# [What the task asks]
What lines in the entries hold the string "borrow"? List them.

Collected data entries:
*** Block opens ***

use super::entry::{EntryId, EntryStatus};
use super::timeline::{finalized, with_text_if, ChatTimeline};
use crate::config::TypingConfig;
use std::sync::atomic::{AtomicBool, Ordering};
use std::sync::{Arc, Mutex, PoisonError};
use tokio::sync::watch;
use tokio::task::AbortHandle;

/// Writes the full reply into the entry exactly once, whichever timer gets here first.
struct Finalizer {
    entry_id: EntryId,
    full_text: String,
    finalized: AtomicBool,
    timeline: ChatTimeline,
    done: watch::Sender<bool>,
}

impl Finalizer {
    fn is_finalized(&self) -> bool {
        self.finalized.load(Ordering::SeqCst)
    }

    fn finalize(&self, by: &'static str) -> bool {
        if self
            .finalized
            .compare_exchange(false, true, Ordering::SeqCst, Ordering::SeqCst)
            .is_err()
        {
            tracing::trace!(entry_id = %self.entry_id, by = by, "Reveal already finalized");
            return false;
        }

        tracing::debug!(entry_id = %self.entry_id, by = by, "Reveal finalized");
        self.timeline
            .update(|prev| finalized(prev, self.entry_id, &self.full_text));
        self.done.send_replace(true);
        true
    }
}

struct ActiveReveal {
    finalizer: Arc<Finalizer>,
    ticker: AbortHandle,
    safety: AbortHandle,
}

impl ActiveReveal {
    fn cancel(self) {
        self.ticker.abort();
        self.safety.abort();
        self.finalizer.finalize("superseded");
    }
}

/// Completion handle for one reveal.
pub struct RevealHandle {
    entry_id: EntryId,
    done: watch::Receiver<bool>,
}

impl RevealHandle {
    pub fn entry_id(&self) -> EntryId {
        self.entry_id
    }

    pub fn is_finished(&self) -> bool {
        *self.done.borrow()
    }

    /// Resolves once the entry holds its full text.
    pub async fn finished(mut self) {
        // The sender lives in the finalizer, which both timers keep alive until it fires.
        let _ = self.done.wait_for(|done| *done).await;
    }
}

/// Progressive reveal of finalized bot replies.
///
/// Each reveal runs a ticker that exposes a few characters per tick and an
/// independent safety timer that forces the full text after a fixed ceiling.
/// Both go through one compare-and-swap guard, so the entry is finalized once.
pub struct TypingRenderer {
    timeline: ChatTimeline,
    pacing: TypingConfig,
    active: Mutex<Option<ActiveReveal>>,
}

impl TypingRenderer {
    pub fn new(timeline: ChatTimeline, pacing: TypingConfig) -> Self {
        Self {
            timeline,
            pacing,
            active: Mutex::new(None),
        }
    }

    /// Settles any reveal in progress to its full text and stops its timers.
    pub fn cancel_active(&self) {
        let previous = self
            .active
            .lock()
            .unwrap_or_else(PoisonError::into_inner)
            .take();
        if let Some(previous) = previous {
            tracing::debug!(entry_id = %previous.finalizer.entry_id, "Cancelling reveal in progress");
            previous.cancel();
        }
    }

    pub fn is_active(&self) -> bool {
        self.active
            .lock()
            .unwrap_or_else(PoisonError::into_inner)
            .as_ref()
            .is_some_and(|reveal| !reveal.finalizer.is_finalized())
    }

    /// Start revealing `text` into the streaming entry `entry_id`.
    ///
    /// Must be called from within a tokio runtime.
    pub fn start(&self, entry_id: EntryId, text: impl Into<String>) -> RevealHandle {
        self.cancel_active();

        let full_text = text.into();
        let chars: Vec<char> = full_text.chars().collect();
        let tick = self.pacing.tick_interval(chars.len());
        let chunk = self.pacing.chunk_size(chars.len());
        let ceiling = self.pacing.safety_ceiling();

        let (done_tx, done_rx) = watch::channel(false);
        let finalizer = Arc::new(Finalizer {
            entry_id,
            full_text,
            finalized: AtomicBool::new(false),
            timeline: self.timeline.clone(),
            done: done_tx,
        });

        tracing::debug!(
            entry_id = %entry_id,
            chars = chars.len(),
            tick_ms = tick.as_millis() as u64,
            chunk = chunk,
            "Starting reveal"
        );

        let safety = {
            let finalizer = Arc::clone(&finalizer);
            tokio::spawn(async move {
                tokio::time::sleep(ceiling).await;
                if finalizer.finalize("safety timer") {
                    tracing::warn!(entry_id = %finalizer.entry_id, "Reveal forced to completion");
                }
            })
        };
        let safety_abort = safety.abort_handle();

        let ticker = {
            let finalizer = Arc::clone(&finalizer);
            let timeline = self.timeline.clone();
            let safety_abort = safety_abort.clone();
            tokio::spawn(async move {
                let mut interval = tokio::time::interval(tick);
                interval.tick().await;

                let mut revealed = 0;
                while revealed < chars.len() {
                    interval.tick().await;
                    if finalizer.is_finalized() {
                        return;
                    }
                    revealed = (revealed + chunk).min(chars.len());
                    if revealed < chars.len() {
                        let partial: String = chars[..revealed].iter().collect();
                        timeline.update(|prev| {
                            with_text_if(prev, finalizer.entry_id, EntryStatus::Streaming, &partial)
                        });
                    }
                }

                if finalizer.finalize("ticker") {
                    safety_abort.abort();
                }
            })
        };

        *self.active.lock().unwrap_or_else(PoisonError::into_inner) = Some(ActiveReveal {
            finalizer,
            ticker: ticker.abort_handle(),
            safety: safety_abort,
        });

        RevealHandle {
            entry_id,
            done: done_rx,
        }
    }
}

#[cfg(test)]
mod tests {
    use super::*;
    use crate::chat::entry::MessageEntry;
    use crate::chat::timeline::appended;
    use std::time::Duration;
    use tokio::time::Instant;

    fn streaming_entry(timeline: &ChatTimeline) -> EntryId {
        let entry = MessageEntry::streaming();
        let id = entry.id;
        timeline.update(|prev| appended(prev, [entry]));
        id
    }

    fn text_of(timeline: &ChatTimeline, id: EntryId) -> (String, EntryStatus) {
        let entry = timeline
            .snapshot()
            .into_iter()
            .find(|e| e.id == id)
            .unwrap();
        (entry.text, entry.status)
    }

    #[tokio::test(start_paused = true)]
    async fn test_reveal_completes_with_full_text() {
        let timeline = ChatTimeline::new();
        let renderer = TypingRenderer::new(timeline.clone(), TypingConfig::default());
        let id = streaming_entry(&timeline);

        let handle = renderer.start(id, "Hello");
        assert!(!handle.is_finished());
        handle.finished().await;

        assert_eq!(text_of(&timeline, id), ("Hello".to_string(), EntryStatus::Final));
        assert!(!renderer.is_active());
    }

    #[tokio::test(start_paused = true)]
    async fn test_reveal_is_progressive() {
        let timeline = ChatTimeline::new();
        let renderer = TypingRenderer::new(timeline.clone(), TypingConfig::default());
        let id = streaming_entry(&timeline);

        // 20 chars: 2000ms / 20 = 100ms, clamped to 30ms per char.
        let _handle = renderer.start(id, "abcdefghijklmnopqrst");
        tokio::time::sleep(Duration::from_millis(95)).await;

        let (text, status) = text_of(&timeline, id);
        assert_eq!(status, EntryStatus::Streaming);
        assert_eq!(text, "abc");
    }

    #[tokio::test(start_paused = true)]
    async fn test_long_reply_reveals_in_chunks() {
        let timeline = ChatTimeline::new();
        let renderer = TypingRenderer::new(timeline.clone(), TypingConfig::default());
        let id = streaming_entry(&timeline);

        let long = "x".repeat(600);
        let start = Instant::now();
        let handle = renderer.start(id, long.clone());
        tokio::time::sleep(Duration::from_millis(15)).await;
        assert_eq!(text_of(&timeline, id).0.len(), 3);

        handle.finished().await;
        // 200 ticks of 10ms, well under the safety ceiling.
        assert!(start.elapsed() < Duration::from_secs(3));
        assert_eq!(text_of(&timeline, id).0, long);
    }

    #[tokio::test(start_paused = true)]
    async fn test_safety_timer_completes_stalled_reveal() {
        let timeline = ChatTimeline::new();
        let stalled = TypingConfig {
            min_interval_ms: 3_600_000,
            max_interval_ms: 3_600_000,
            ..TypingConfig::default()
        };
        let renderer = TypingRenderer::new(timeline.clone(), stalled);
        let id = streaming_entry(&timeline);

        let start = Instant::now();
        let handle = renderer.start(id, "Your room is ready.");
        handle.finished().await;

        assert!(start.elapsed() <= Duration::from_millis(10_010));
        assert_eq!(
            text_of(&timeline, id),
            ("Your room is ready.".to_string(), EntryStatus::Final)
        );
    }

    #[tokio::test(start_paused = true)]
    async fn test_new_reveal_cancels_previous() {
        let timeline = ChatTimeline::new();
        let renderer = TypingRenderer::new(timeline.clone(), TypingConfig::default());

        let first = streaming_entry(&timeline);
        let first_handle = renderer.start(first, "first reply that is still typing");
        tokio::time::sleep(Duration::from_millis(40)).await;

        // The previous entry is settled before the next streaming entry appears.
        renderer.cancel_active();
        assert!(first_handle.is_finished());
        let second = streaming_entry(&timeline);
        let second_handle = renderer.start(second, "second");
        second_handle.finished().await;

        // Let any stray timers of the first reveal run out.
        tokio::time::sleep(Duration::from_secs(11)).await;

        assert_eq!(
            text_of(&timeline, first),
            ("first reply that is still typing".to_string(), EntryStatus::Final)
        );
        assert_eq!(text_of(&timeline, second), ("second".to_string(), EntryStatus::Final));
    }

    #[tokio::test(start_paused = true)]
    async fn test_finalize_happens_once() {
        let timeline = ChatTimeline::new();
        let id = streaming_entry(&timeline);
        let (done, _rx) = watch::channel(false);
        let finalizer = Finalizer {
            entry_id: id,
            full_text: "done".to_string(),
            finalized: AtomicBool::new(false),
            timeline: timeline.clone(),
            done,
        };

        let rx = timeline.subscribe();
        let before = rx.borrow().revision;
        assert!(finalizer.finalize("ticker"));
        assert!(!finalizer.finalize("safety timer"));
        assert_eq!(rx.borrow().revision, before + 1);
        assert_eq!(text_of(&timeline, id), ("done".to_string(), EntryStatus::Final));
    }
}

*** Block closes ***

# [Answer space]
        *self.done.borrow()
        let before = rx.borrow().revision;
        assert_eq!(rx.borrow().revision, before + 1);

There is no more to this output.